Süssigkeiten, Zeitungen, Lottoscheine und Geldtransfers in seine Heimat – das bot ein junger Mann in seinem kleinen, unauffälligen Kiosk in Zürich an. Parallel dazu fungierte er als Geldwäscher für kriminelle Clans. Wie Ermittlungen der Staatsanwaltschaft Zürich aufdeckten, wurden über vier Jahre mehrere Hunderttausend Franken aus kriminellen Taten gewaschen.

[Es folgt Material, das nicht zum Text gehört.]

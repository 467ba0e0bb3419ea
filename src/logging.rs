//! Diagnostic logging setup
//!
//! Library code only emits `tracing` events; the binary installs a compact
//! stderr subscriber so stdout stays free for the run summary.

use tracing::Level;

/// Level for a `-v` count. Warnings are always shown.
pub fn level_for(verbosity: u8, debug: bool) -> Level {
    match (verbosity, debug) {
        (0, false) => Level::WARN,
        (0, true) | (1, _) => Level::INFO,
        (2, _) => Level::DEBUG,
        _ => Level::TRACE,
    }
}

/// Install the global subscriber. Later calls are ignored.
pub fn init(verbosity: u8, debug: bool) {
    let level = level_for(verbosity, debug);
    let installed = tracing_subscriber::fmt()
        .with_max_level(level)
        .with_writer(std::io::stderr)
        .with_target(false)
        .without_time()
        .try_init()
        .is_ok();
    if installed {
        tracing::debug!("Logging initialized at {level}");
    }
}

#[cfg(test)]
mod tests {
    use super::*;

    #[test]
    fn test_level_for_verbosity() {
        assert_eq!(level_for(0, false), Level::WARN);
        assert_eq!(level_for(0, true), Level::INFO);
        assert_eq!(level_for(1, false), Level::INFO);
        assert_eq!(level_for(2, false), Level::DEBUG);
        assert_eq!(level_for(5, false), Level::TRACE);
    }

    #[test]
    fn test_init_twice_is_harmless() {
        init(0, false);
        init(3, true);
    }
}
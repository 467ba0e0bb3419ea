//! Input/Output handling for the CLI.
//!
//! This module provides:
//! - Exit codes mapped from generation errors
//! - Path expansion and relative include paths

pub mod exit_code;
pub mod paths;

pub use exit_code::ExitCode;
pub use paths::{absolutize, expand_user, normalize, relative_to};
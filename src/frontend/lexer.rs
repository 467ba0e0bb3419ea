//! Raw C/C++ lexer.
//!
//! Produces the token stream of the header exactly as written, before any
//! macro erasure, so marker identifiers keep their original spans. Uses the
//! logos library; tokens are converted to [`Token`] after lexing.

use super::token::{Token, TokenKind};
use logos::Logos;

#[derive(Logos, Debug, Clone, Copy, PartialEq, Eq)]
#[logos(skip r"([ \t\r\n\f\v]|\\\r?\n)+")]
enum RawToken {
    #[regex(r"//[^\n]*")]
    LineComment,

    #[token("/*", block_comment)]
    BlockComment,

    #[regex(r#"(u8|u|U|L)?R"[^ ()\\\t\r\n"]*\("#, raw_string)]
    RawString,

    #[regex(r#"(u8|u|U|L)?"([^"\\\n]|\\.)*""#)]
    String,

    #[regex(r"(u8|u|U|L)?'([^'\\\n]|\\.)*'")]
    Char,

    #[regex(r"[0-9]([0-9a-zA-Z_.']|[eEpP][+-])*")]
    #[regex(r"\.[0-9]([0-9a-zA-Z_.']|[eEpP][+-])*")]
    Number,

    #[regex(r"[A-Za-z_][A-Za-z0-9_]*")]
    Word,

    #[regex(
        r"::|->\*|->|\.\.\.|\.\*|<=>|<<=|>>=|<<|>>|<=|>=|==|!=|&&|\|\||\+\+|--|\+=|-=|\*=|/=|%=|&=|\|=|\^=|##"
    )]
    #[regex(r"[\[\](){};:,.?~!%^&*|+=<>/#\-]")]
    Punct,
}

fn block_comment(lex: &mut logos::Lexer<RawToken>) -> bool {
    // "/*" is consumed, find the closing "*/"
    let remainder = lex.remainder();
    match remainder.find("*/") {
        Some(end) => lex.bump(end + 2),
        None => lex.bump(remainder.len()),
    }
    true
}

fn raw_string(lex: &mut logos::Lexer<RawToken>) -> bool {
    // Slice is the opener, e.g. `R"delim(`
    let opener = lex.slice();
    let delimiter = opener
        .find('"')
        .map(|quote| &opener[quote + 1..opener.len() - 1])
        .unwrap_or_default();
    let closer = format!("){delimiter}\"");
    let remainder = lex.remainder();
    match remainder.find(&closer) {
        Some(end) => lex.bump(end + closer.len()),
        None => lex.bump(remainder.len()),
    }
    true
}

fn is_keyword(word: &str) -> bool {
    matches!(
        word,
        "alignas"
            | "alignof"
            | "and"
            | "and_eq"
            | "asm"
            | "auto"
            | "bitand"
            | "bitor"
            | "bool"
            | "break"
            | "case"
            | "catch"
            | "char"
            | "char8_t"
            | "char16_t"
            | "char32_t"
            | "class"
            | "compl"
            | "concept"
            | "const"
            | "consteval"
            | "constexpr"
            | "constinit"
            | "const_cast"
            | "continue"
            | "co_await"
            | "co_return"
            | "co_yield"
            | "decltype"
            | "default"
            | "delete"
            | "do"
            | "double"
            | "dynamic_cast"
            | "else"
            | "enum"
            | "explicit"
            | "export"
            | "extern"
            | "false"
            | "float"
            | "for"
            | "friend"
            | "goto"
            | "if"
            | "inline"
            | "int"
            | "long"
            | "mutable"
            | "namespace"
            | "new"
            | "noexcept"
            | "not"
            | "not_eq"
            | "nullptr"
            | "operator"
            | "or"
            | "or_eq"
            | "private"
            | "protected"
            | "public"
            | "register"
            | "reinterpret_cast"
            | "requires"
            | "restrict"
            | "return"
            | "short"
            | "signed"
            | "sizeof"
            | "static"
            | "static_assert"
            | "static_cast"
            | "struct"
            | "switch"
            | "template"
            | "this"
            | "thread_local"
            | "throw"
            | "true"
            | "try"
            | "typedef"
            | "typeid"
            | "typename"
            | "union"
            | "unsigned"
            | "using"
            | "virtual"
            | "void"
            | "volatile"
            | "wchar_t"
            | "while"
            | "xor"
            | "xor_eq"
            | "_Alignas"
            | "_Alignof"
            | "_Atomic"
            | "_Bool"
            | "_Complex"
            | "_Generic"
            | "_Noreturn"
            | "_Static_assert"
            | "_Thread_local"
    )
}

/// `#` is the first token on its line
fn starts_line(source: &str, offset: usize) -> bool {
    source[..offset]
        .bytes()
        .rev()
        .take_while(|&b| b != b'\n')
        .all(|b| b == b' ' || b == b'\t')
}

/// End of the directive starting at `offset`, honoring line continuations
fn directive_end(source: &str, offset: usize) -> usize {
    let bytes = source.as_bytes();
    let mut index = offset;
    while index < bytes.len() {
        if bytes[index] == b'\n' {
            let mut before = index;
            if before > 0 && bytes[before - 1] == b'\r' {
                before -= 1;
            }
            if before == 0 || bytes[before - 1] != b'\\' {
                return index;
            }
        }
        index += 1;
    }
    bytes.len()
}

/// Lex `source` into raw tokens in source order.
///
/// Characters the lexer does not recognize become punctuation tokens so
/// that no byte of the header is silently dropped.
pub fn tokenize(source: &str) -> Vec<Token> {
    let mut tokens = Vec::new();
    let mut directive_until = 0;

    for (result, span) in RawToken::lexer(source).spanned() {
        let text = &source[span.clone()];
        let kind = match result {
            Ok(RawToken::LineComment | RawToken::BlockComment) => TokenKind::Comment,
            Ok(RawToken::RawString | RawToken::String | RawToken::Char | RawToken::Number) => {
                TokenKind::Literal
            }
            Ok(RawToken::Word) if is_keyword(text) => TokenKind::Keyword,
            Ok(RawToken::Word) => TokenKind::Identifier,
            Ok(RawToken::Punct) | Err(_) => TokenKind::Punctuation,
        };

        if kind == TokenKind::Punctuation && text == "#" && starts_line(source, span.start) {
            directive_until = directive_end(source, span.start);
        }
        let in_directive = span.start < directive_until;
        tokens.push(Token::new(kind, text, span, in_directive));
    }

    tokens
}

#[cfg(test)]
mod tests {
    use super::*;

    fn kinds(source: &str) -> Vec<(TokenKind, String)> {
        tokenize(source)
            .into_iter()
            .map(|t| (t.kind, t.spelling))
            .collect()
    }

    #[test]
    fn test_marker_is_identifier_and_int_is_keyword() {
        let tokens = kinds("REGISTER_PROPERTY int x;");
        assert_eq!(
            tokens,
            vec![
                (TokenKind::Identifier, "REGISTER_PROPERTY".to_string()),
                (TokenKind::Keyword, "int".to_string()),
                (TokenKind::Identifier, "x".to_string()),
                (TokenKind::Punctuation, ";".to_string()),
            ]
        );
    }

    #[test]
    fn test_comments_are_single_tokens() {
        let tokens = tokenize("// REGISTER_CLASS\n/* REGISTER_ENUM\n */ int a;");
        assert_eq!(tokens[0].kind, TokenKind::Comment);
        assert_eq!(tokens[0].spelling, "// REGISTER_CLASS");
        assert_eq!(tokens[1].kind, TokenKind::Comment);
        assert!(tokens[1].spelling.ends_with("*/"));
        assert!(tokens.iter().all(|t| !t.is_identifier("REGISTER_ENUM")));
    }

    #[test]
    fn test_literals_hide_identifiers() {
        let tokens = tokenize(r#"const char* s = "REGISTER_CLASS"; auto r = R"x(a ) " b)x";"#);
        assert!(tokens.iter().all(|t| !t.is_identifier("REGISTER_CLASS")));
        let raw = tokens
            .iter()
            .find(|t| t.spelling.starts_with("R\""))
            .expect("raw string token");
        assert_eq!(raw.kind, TokenKind::Literal);
        assert_eq!(raw.spelling, r#"R"x(a ) " b)x""#);
    }

    #[test]
    fn test_directive_lines_are_flagged() {
        let source = "#define REGISTER_CLASS \\\n  \nclass REGISTER_CLASS Foo {};";
        let tokens = tokenize(source);
        let flagged: Vec<_> = tokens
            .iter()
            .filter(|t| t.in_directive)
            .map(|t| t.spelling.as_str())
            .collect();
        assert_eq!(flagged, vec!["#", "define", "REGISTER_CLASS"]);
        let marker = tokens
            .iter()
            .filter(|t| t.is_identifier("REGISTER_CLASS"))
            .nth(1)
            .unwrap();
        assert!(!marker.in_directive);
    }

    #[test]
    fn test_hash_inside_line_is_not_a_directive() {
        let tokens = tokenize("int a; # define X");
        assert!(tokens.iter().all(|t| !t.in_directive));
    }

    #[test]
    fn test_multi_char_punctuation() {
        let tokens = kinds("a::b->c...");
        let spellings: Vec<_> = tokens.iter().map(|(_, s)| s.as_str()).collect();
        assert_eq!(spellings, vec!["a", "::", "b", "->", "c", "..."]);
    }
}
/// Member declarations inside class bodies and plain declarations elsewhere.
///
/// Each declarator becomes its own cursor, like `int a, b;` declaring two
/// fields. A type specifier with a body (`struct { .. } s;`) is lowered as
/// a sibling that precedes the declarators.
fn lower_declaration(node: Node, code: &str, builder: &mut CursorTreeBuilder, depth: usize) {
    let mut cursor = node.walk();
    let declarators: Vec<Node> = node
        .children_by_field_name("declarator", &mut cursor)
        .collect();

    let mut declarators_start = node.start_byte();
    if let Some(type_node) = node.child_by_field_name("type") {
        let is_type_definition = matches!(
            type_node.kind(),
            "class_specifier" | "struct_specifier" | "union_specifier" | "enum_specifier"
        );
        if is_type_definition
            && (type_node.child_by_field_name("body").is_some() || declarators.is_empty())
        {
            lower_node(type_node, code, builder, depth + 1);
            declarators_start = type_node.end_byte();
        }
    }

    let in_record = builder.current_kind().is_record();
    let is_static = has_storage_class(node, code, "static");

    for (index, declarator) in declarators.iter().enumerate() {
        let Some((name, callable)) = declarator_name(*declarator, code) else {
            continue;
        };
        let kind = match (callable, in_record) {
            (true, true) => CursorKind::Method,
            (true, false) => CursorKind::Function,
            (false, true) if !is_static => CursorKind::FieldDecl,
            (false, _) => CursorKind::Variable,
        };
        // The first declarator also owns the leading specifiers
        let start = if index == 0 {
            declarators_start
        } else {
            declarator.start_byte()
        };
        builder.leaf(kind, name, extent(start, declarator.end_byte()));
    }
}
use super::CursorId;
use serde::Serialize;
use std::ops::Range;

#[derive(Debug, Clone, Copy, PartialEq, Eq, Hash, Serialize)]
pub enum TokenKind {
    Identifier,
    Keyword,
    Literal,
    Punctuation,
    Comment,
}

/// A raw lexical token of the header, annotated with its owning declaration
#[derive(Debug, Clone, PartialEq, Eq)]
pub struct Token {
    pub kind: TokenKind,
    pub spelling: String,
    /// Byte span in the original (un-erased) source
    pub span: Range<usize>,
    /// Innermost declaration whose extent contains this token
    pub cursor: Option<CursorId>,
    /// Token belongs to a `#` preprocessor directive line
    pub in_directive: bool,
}

impl Token {
    pub fn new(
        kind: TokenKind,
        spelling: impl Into<String>,
        span: Range<usize>,
        in_directive: bool,
    ) -> Self {
        Self {
            kind,
            spelling: spelling.into(),
            span,
            cursor: None,
            in_directive,
        }
    }

    pub fn is_identifier(&self, id: &str) -> bool {
        self.kind == TokenKind::Identifier && self.spelling == id
    }

    pub fn is_comment_or_punctuation(&self) -> bool {
        matches!(self.kind, TokenKind::Comment | TokenKind::Punctuation)
    }
}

Im März dieses Jahres wurde der unscheinbare Mann verurteilt.
Kleinläden, welche nebenan Geld waschen, gibt es viele und das in allen Kantonen der Schweiz. 2024 sind über 15'000 Verdachtsmeldungen zur Geldwäscherei eingegangen. Das sind rund 60 pro Werktag.
Als Beispiele für Geldwaschstellen nennt das Bundesamt für Polizei (fedpol) Barbershops, Nagelstudios oder Imbiss-Stände. Auffällig an all diesen Gewerben ist, dass sie unauffällig sind. Und das ist auch ein Merkmal ihrer Betreiber, den Mitgliedern der organisierten Kriminalität, beispielsweise der 'Ndrangheta.
Unauffällig, aber bedrohlich
«Die Mitglieder der organisierten Kriminalität versuchen, eine legale Fassade aufrechtzuerhalten, um im Hintergrund illegalen Aktivitäten nachzugehen. Dadurch sind sie oft unter dem Radar der öffentlichen Wahrnehmung», sagt Patrick Jean, Mediensprecher des Bundesamts für Polizei (fedpol).
In der Schweiz gebe es unzählige solcher Gruppen und Untergruppen, die alle aus dem Ausland kämen. Sie seien in allen Wirtschaftssektoren tätig, erklärt Stephanie Oesch, Politikwissenschaftlerin und Expertin für die organisierte Kriminalität.
Anwesend sind diese kriminellen Netzwerke immer dort, wo es Geld gibt. Sei es im Handel mit Betäubungsmitteln, Menschenhandel oder bei grossangelegten Betrugsmaschen, etwa in Form von Online-Betrugsfällen, erklärt Expertin Stephanie Oesch.
Organisierte Kriminalität will den Staat unterwandern
«Organisierte Kriminalität versucht immer den Rechtsstaat und die Wirtschaft zu unterwandern, um Einfluss zu gewinnen und möglichst ungestört ihren kriminellen Aktivitäten nachzugehen», sagt Patrick Jean.
Es gab auf verschiedenen Staatsebenen schon Verbindungen zu Personen, bei denen teilweise eine Nähe zur organisierten Kriminalität besteht.
Gemäss Stephanie Oesch suchen Mitglieder der Organisierten Kriminalität deshalb gezielt die Nähe zu einflussreichen Persönlichkeiten aus Politik und Wirtschaft. «Kriminelle Netzwerke wollen ihre Einflussnahme in der Schweiz vergrössern. Dafür brauchen sie Rahmenbedingungen, welche für ihre Geschäfte förderlich sind».
Entscheide in Behörde selbst treffen
Fedpol-Mediensprecher Patrick Jean bestätigt, dass es in Einzelfällen zu Beeinflussungsversuchen kommt: «Es gab auf verschiedenen Staatsebenen schon Verbindungen zu Personen, bei denen es teilweise eine nachgewiesene Nähe zu Netzwerken der organisierten Kriminalität gibt.» Zum Teil werde innerhalb des kriminellen Netzwerks gezielt nach jemandem gesucht, der zu einer bestimmten Zeit bei einer bestimmten Behörde arbeiten kann, um beispielsweise einen Antrag durchzuwinken.
Da Straftaten im Zusammenhang mit der organisierten Kriminalität in der Schweiz stetig zunehmen, gab der Bundesrat der Bundespolizei (fedpol) den Auftrag, eine neue Strategie zur Bekämpfung der organisierten Kriminalität auszuarbeiten. Diese sei momentan in Entwicklung, heisst es auf Anfrage. Mit ersten Umsetzungen der Strategie ist Ende 2026 zu rechnen.